use std::sync::Arc;

use axum::http::StatusCode;
use common::ResponseEnvelope;
use serde::{Deserialize, Serialize};
use tracing::{info, instrument};

use models::enums::PriorityLevel;
use models::priority;

use crate::errors::ServiceError;
use crate::repository::Repository;
use crate::respond::{respond, respond_empty};

#[derive(Debug, Clone, Serialize, Deserialize)]
pub struct PriorityInput {
    pub level: PriorityLevel,
    #[serde(default)]
    pub description: Option<String>,
}

/// Order priorities. No timestamps are kept for them.
pub struct PriorityService {
    repo: Arc<dyn Repository<priority::Model>>,
}

impl PriorityService {
    pub fn new(repo: Arc<dyn Repository<priority::Model>>) -> Self { Self { repo } }

    #[instrument(skip(self, input), fields(level = ?input.level))]
    pub async fn create(&self, input: PriorityInput) -> ResponseEnvelope<priority::Model> {
        let result = self.try_create(input).await;
        if let Ok(m) = &result { info!(id = m.id, level = ?m.level, "priority created"); }
        respond(result, StatusCode::CREATED, "Priority created successfully", "Error creating priority")
    }

    #[instrument(skip(self, input))]
    pub async fn update(&self, id: i64, input: PriorityInput) -> ResponseEnvelope<priority::Model> {
        let result = self.try_update(id, input).await;
        if let Ok(m) = &result { info!(id, level = ?m.level, "priority updated"); }
        respond(result, StatusCode::OK, "Priority updated successfully", "Error updating priority")
    }

    pub async fn get(&self, id: i64) -> ResponseEnvelope<priority::Model> {
        respond(self.find(id).await, StatusCode::OK, "Priority retrieved successfully", "Error retrieving priority")
    }

    pub async fn list(&self) -> ResponseEnvelope<Vec<priority::Model>> {
        respond(self.repo.find_all().await, StatusCode::OK, "Priorities retrieved successfully", "Error retrieving priorities")
    }

    #[instrument(skip(self))]
    pub async fn delete(&self, id: i64) -> ResponseEnvelope<()> {
        let result = self.try_delete(id).await;
        if result.is_ok() { info!(id, "priority deleted"); }
        respond_empty(result, StatusCode::OK, "Priority deleted successfully", "Error deleting priority")
    }

    async fn try_create(&self, input: PriorityInput) -> Result<priority::Model, ServiceError> {
        priority::validate_description(input.description.as_deref())?;
        let draft = priority::Model { id: 0, level: input.level, description: input.description };
        self.repo.insert(draft).await
    }

    async fn try_update(&self, id: i64, input: PriorityInput) -> Result<priority::Model, ServiceError> {
        priority::validate_description(input.description.as_deref())?;
        let mut current = self.find(id).await?;
        current.level = input.level;
        current.description = input.description;
        self.repo.update(current).await
    }

    async fn try_delete(&self, id: i64) -> Result<(), ServiceError> {
        self.find(id).await?;
        if !self.repo.delete(id).await? {
            return Err(ServiceError::not_found("priority", id));
        }
        Ok(())
    }

    async fn find(&self, id: i64) -> Result<priority::Model, ServiceError> {
        self.repo.find_by_id(id).await?.ok_or_else(|| ServiceError::not_found("priority", id))
    }
}

#[cfg(test)]
mod tests {
    use super::*;
    use crate::test_support::{capture_logs, services};

    #[tokio::test]
    async fn priority_crud() {
        let svc = services();
        let p = svc
            .priorities
            .create(PriorityInput { level: PriorityLevel::Low, description: None })
            .await
            .response
            .unwrap();

        let env = svc
            .priorities
            .update(p.id, PriorityInput { level: PriorityLevel::Urgent, description: Some("same day".into()) })
            .await;
        assert_eq!(env.code, 200);
        assert_eq!(env.response.unwrap().level, PriorityLevel::Urgent);

        assert_eq!(svc.priorities.list().await.response.unwrap().len(), 1);
        assert_eq!(svc.priorities.delete(p.id).await.code, 200);
        assert_eq!(svc.priorities.delete(p.id).await.code, 404);
    }

    #[tokio::test]
    async fn update_and_delete_log_success() {
        let svc = services();
        let (logs, _guard) = capture_logs();
        let p = svc
            .priorities
            .create(PriorityInput { level: PriorityLevel::Medium, description: None })
            .await
            .response
            .unwrap();
        svc.priorities.update(p.id, PriorityInput { level: PriorityLevel::High, description: None }).await;
        svc.priorities.delete(p.id).await;

        let text = logs.text();
        assert!(text.contains("priority created"));
        assert!(text.contains("priority updated"));
        assert!(text.contains("priority deleted"));
    }
}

• • • • •

*Exercise*: Write the entries out once more, exactly as given.

*Reply*:
use std::sync::Arc;

use axum::http::StatusCode;
use common::ResponseEnvelope;
use serde::{Deserialize, Serialize};
use tracing::{info, instrument};

use models::enums::PriorityLevel;
use models::priority;

use crate::errors::ServiceError;
use crate::repository::Repository;
use crate::respond::{respond, respond_empty};

#[derive(Debug, Clone, Serialize, Deserialize)]
pub struct PriorityInput {
    pub level: PriorityLevel,
    #[serde(default)]
    pub description: Option<String>,
}

/// Order priorities. No timestamps are kept for them.
pub struct PriorityService {
    repo: Arc<dyn Repository<priority::Model>>,
}

impl PriorityService {
    pub fn new(repo: Arc<dyn Repository<priority::Model>>) -> Self { Self { repo } }

    #[instrument(skip(self, input), fields(level = ?input.level))]
    pub async fn create(&self, input: PriorityInput) -> ResponseEnvelope<priority::Model> {
        let result = self.try_create(input).await;
        if let Ok(m) = &result { info!(id = m.id, level = ?m.level, "priority created"); }
        respond(result, StatusCode::CREATED, "Priority created successfully", "Error creating priority")
    }

    #[instrument(skip(self, input))]
    pub async fn update(&self, id: i64, input: PriorityInput) -> ResponseEnvelope<priority::Model> {
        let result = self.try_update(id, input).await;
        if let Ok(m) = &result { info!(id, level = ?m.level, "priority updated"); }
        respond(result, StatusCode::OK, "Priority updated successfully", "Error updating priority")
    }

    pub async fn get(&self, id: i64) -> ResponseEnvelope<priority::Model> {
        respond(self.find(id).await, StatusCode::OK, "Priority retrieved successfully", "Error retrieving priority")
    }

    pub async fn list(&self) -> ResponseEnvelope<Vec<priority::Model>> {
        respond(self.repo.find_all().await, StatusCode::OK, "Priorities retrieved successfully", "Error retrieving priorities")
    }

    #[instrument(skip(self))]
    pub async fn delete(&self, id: i64) -> ResponseEnvelope<()> {
        let result = self.try_delete(id).await;
        if result.is_ok() { info!(id, "priority deleted"); }
        respond_empty(result, StatusCode::OK, "Priority deleted successfully", "Error deleting priority")
    }

    async fn try_create(&self, input: PriorityInput) -> Result<priority::Model, ServiceError> {
        priority::validate_description(input.description.as_deref())?;
        let draft = priority::Model { id: 0, level: input.level, description: input.description };
        self.repo.insert(draft).await
    }

    async fn try_update(&self, id: i64, input: PriorityInput) -> Result<priority::Model, ServiceError> {
        priority::validate_description(input.description.as_deref())?;
        let mut current = self.find(id).await?;
        current.level = input.level;
        current.description = input.description;
        self.repo.update(current).await
    }

    async fn try_delete(&self, id: i64) -> Result<(), ServiceError> {
        self.find(id).await?;
        if !self.repo.delete(id).await? {
            return Err(ServiceError::not_found("priority", id));
        }
        Ok(())
    }

    async fn find(&self, id: i64) -> Result<priority::Model, ServiceError> {
        self.repo.find_by_id(id).await?.ok_or_else(|| ServiceError::not_found("priority", id))
    }
}

#[cfg(test)]
mod tests {
    use super::*;
    use crate::test_support::{capture_logs, services};

    #[tokio::test]
    async fn priority_crud() {
        let svc = services();
        let p = svc
            .priorities
            .create(PriorityInput { level: PriorityLevel::Low, description: None })
            .await
            .response
            .unwrap();

        let env = svc
            .priorities
            .update(p.id, PriorityInput { level: PriorityLevel::Urgent, description: Some("same day".into()) })
            .await;
        assert_eq!(env.code, 200);
        assert_eq!(env.response.unwrap().level, PriorityLevel::Urgent);

        assert_eq!(svc.priorities.list().await.response.unwrap().len(), 1);
        assert_eq!(svc.priorities.delete(p.id).await.code, 200);
        assert_eq!(svc.priorities.delete(p.id).await.code, 404);
    }

    #[tokio::test]
    async fn update_and_delete_log_success() {
        let svc = services();
        let (logs, _guard) = capture_logs();
        let p = svc
            .priorities
            .create(PriorityInput { level: PriorityLevel::Medium, description: None })
            .await
            .response
            .unwrap();
        svc.priorities.update(p.id, PriorityInput { level: PriorityLevel::High, description: None }).await;
        svc.priorities.delete(p.id).await;

        let text = logs.text();
        assert!(text.contains("priority created"));
        assert!(text.contains("priority updated"));
        assert!(text.contains("priority deleted"));
    }
}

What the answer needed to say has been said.